- _Problem to work on_:
Every entry should be copied exactly, with nothing added or dropped.

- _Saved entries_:
◇ ◇ ◇ ◇ ◇ ◇ ◇

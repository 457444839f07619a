//! Chart geometry: linear interpolation of samples into SVG coordinates.
//!
//! Degenerate inputs never fail. An empty series has no points, a single
//! sample sits at the left edge, and a flat series is drawn on the vertical
//! midline of the plotting band.

#[derive(Debug, Clone, Copy, PartialEq)]
pub struct Point {
    pub x: f64,
    pub y: f64,
}

/// Maps samples into a `width`-wide band whose lowest value sits at
/// `baseline` and highest at `baseline - band`.
#[derive(Debug, Clone, Copy, PartialEq)]
pub struct Frame {
    pub left: f64,
    pub width: f64,
    pub baseline: f64,
    pub band: f64,
}

impl Frame {
    pub fn project(&self, data: &[f64]) -> Vec<Point> {
        let Some((min, max)) = bounds(data) else {
            return Vec::new();
        };
        let range = max - min;
        let last = data.len().saturating_sub(1);

        data.iter()
            .enumerate()
            .map(|(i, &value)| {
                let x = if last > 0 {
                    self.left + (i as f64 / last as f64) * self.width
                } else {
                    self.left
                };
                let t = if range > 0.0 {
                    (value - min) / range
                } else {
                    0.5
                };
                Point {
                    x,
                    y: self.baseline - t * self.band,
                }
            })
            .collect()
    }
}

pub const SPARKLINE_WIDTH: f64 = 60.0;
pub const SPARKLINE_HEIGHT: f64 = 20.0;
pub const DETAIL_WIDTH: f64 = 280.0;
pub const DETAIL_HEIGHT: f64 = 80.0;
pub const PERFORMANCE_WIDTH: f64 = 350.0;
pub const PERFORMANCE_HEIGHT: f64 = 200.0;

/// Card sparkline: 60x20 with a 15-unit band.
pub fn sparkline(data: &[f64]) -> Vec<Point> {
    Frame {
        left: 0.0,
        width: SPARKLINE_WIDTH,
        baseline: SPARKLINE_HEIGHT,
        band: 15.0,
    }
    .project(data)
}

/// Strategy detail chart: 280x80 with a 60-unit band.
pub fn detail(data: &[f64]) -> Vec<Point> {
    Frame {
        left: 0.0,
        width: DETAIL_WIDTH,
        baseline: DETAIL_HEIGHT,
        band: 60.0,
    }
    .project(data)
}

/// Laid-out holding-value chart.
#[derive(Debug, Clone, PartialEq)]
pub struct PerformanceLayout {
    pub width: f64,
    pub height: f64,
    pub padding: f64,
    pub points: Vec<Point>,
    pub min_value: f64,
    pub max_value: f64,
}

impl PerformanceLayout {
    pub fn new(data: &[f64], width: f64, height: f64) -> Self {
        let padding = (width * 0.08).max(20.0);
        let points = Frame {
            left: padding,
            width: width - 2.0 * padding,
            baseline: height - padding,
            band: height - 2.0 * padding,
        }
        .project(data);
        let (min_value, max_value) = bounds(data).unwrap_or((0.0, 0.0));
        Self {
            width,
            height,
            padding,
            points,
            min_value,
            max_value,
        }
    }

    /// Closed polygon for the gradient fill under the line.
    pub fn area(&self) -> Vec<Point> {
        if self.points.is_empty() {
            return Vec::new();
        }
        let floor = self.height - self.padding;
        let mut area = Vec::with_capacity(self.points.len() + 2);
        area.push(Point {
            x: self.padding,
            y: floor,
        });
        area.extend(self.points.iter().copied());
        area.push(Point {
            x: self.width - self.padding,
            y: floor,
        });
        area
    }
}

/// `"x,y x,y ..."` for SVG `points` attributes.
pub fn points_attr(points: &[Point]) -> String {
    points
        .iter()
        .map(|p| format!("{:.1},{:.1}", p.x, p.y))
        .collect::<Vec<_>>()
        .join(" ")
}

fn bounds(data: &[f64]) -> Option<(f64, f64)> {
    if data.is_empty() {
        return None;
    }
    let min = data.iter().copied().fold(f64::INFINITY, f64::min);
    let max = data.iter().copied().fold(f64::NEG_INFINITY, f64::max);
    Some((min, max))
}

◇ ◇ ◇ ◇ ◇ ◇ ◇

- _Answer box_:
repository 457444839f07619a
//! Chart geometry: linear interpolation of samples into SVG coordinates.
//!
//! Degenerate inputs never fail. An empty series has no points, a single
//! sample sits at the left edge, and a flat series is drawn on the vertical
//! midline of the plotting band.

#[derive(Debug, Clone, Copy, PartialEq)]
pub struct Point {
    pub x: f64,
    pub y: f64,
}

/// Maps samples into a `width`-wide band whose lowest value sits at
/// `baseline` and highest at `baseline - band`.
#[derive(Debug, Clone, Copy, PartialEq)]
pub struct Frame {
    pub left: f64,
    pub width: f64,
    pub baseline: f64,
    pub band: f64,
}

impl Frame {
    pub fn project(&self, data: &[f64]) -> Vec<Point> {
        let Some((min, max)) = bounds(data) else {
            return Vec::new();
        };
        let range = max - min;
        let last = data.len().saturating_sub(1);

        data.iter()
            .enumerate()
            .map(|(i, &value)| {
                let x = if last > 0 {
                    self.left + (i as f64 / last as f64) * self.width
                } else {
                    self.left
                };
                let t = if range > 0.0 {
                    (value - min) / range
                } else {
                    0.5
                };
                Point {
                    x,
                    y: self.baseline - t * self.band,
                }
            })
            .collect()
    }
}

pub const SPARKLINE_WIDTH: f64 = 60.0;
pub const SPARKLINE_HEIGHT: f64 = 20.0;
pub const DETAIL_WIDTH: f64 = 280.0;
pub const DETAIL_HEIGHT: f64 = 80.0;
pub const PERFORMANCE_WIDTH: f64 = 350.0;
pub const PERFORMANCE_HEIGHT: f64 = 200.0;

/// Card sparkline: 60x20 with a 15-unit band.
pub fn sparkline(data: &[f64]) -> Vec<Point> {
    Frame {
        left: 0.0,
        width: SPARKLINE_WIDTH,
        baseline: SPARKLINE_HEIGHT,
        band: 15.0,
    }
    .project(data)
}

/// Strategy detail chart: 280x80 with a 60-unit band.
pub fn detail(data: &[f64]) -> Vec<Point> {
    Frame {
        left: 0.0,
        width: DETAIL_WIDTH,
        baseline: DETAIL_HEIGHT,
        band: 60.0,
    }
    .project(data)
}

/// Laid-out holding-value chart.
#[derive(Debug, Clone, PartialEq)]
pub struct PerformanceLayout {
    pub width: f64,
    pub height: f64,
    pub padding: f64,
    pub points: Vec<Point>,
    pub min_value: f64,
    pub max_value: f64,
}

impl PerformanceLayout {
    pub fn new(data: &[f64], width: f64, height: f64) -> Self {
        let padding = (width * 0.08).max(20.0);
        let points = Frame {
            left: padding,
            width: width - 2.0 * padding,
            baseline: height - padding,
            band: height - 2.0 * padding,
        }
        .project(data);
        let (min_value, max_value) = bounds(data).unwrap_or((0.0, 0.0));
        Self {
            width,
            height,
            padding,
            points,
            min_value,
            max_value,
        }
    }

    /// Closed polygon for the gradient fill under the line.
    pub fn area(&self) -> Vec<Point> {
        if self.points.is_empty() {
            return Vec::new();
        }
        let floor = self.height - self.padding;
        let mut area = Vec::with_capacity(self.points.len() + 2);
        area.push(Point {
            x: self.padding,
            y: floor,
        });
        area.extend(self.points.iter().copied());
        area.push(Point {
            x: self.width - self.padding,
            y: floor,
        });
        area
    }
}

/// `"x,y x,y ..."` for SVG `points` attributes.
pub fn points_attr(points: &[Point]) -> String {
    points
        .iter()
        .map(|p| format!("{:.1},{:.1}", p.x, p.y))
        .collect::<Vec<_>>()
        .join(" ")
}

fn bounds(data: &[f64]) -> Option<(f64, f64)> {
    if data.is_empty() {
        return None;
    }
    let min = data.iter().copied().fold(f64::INFINITY, f64::min);
    let max = data.iter().copied().fold(f64::NEG_INFINITY, f64::max);
    Some((min, max))
}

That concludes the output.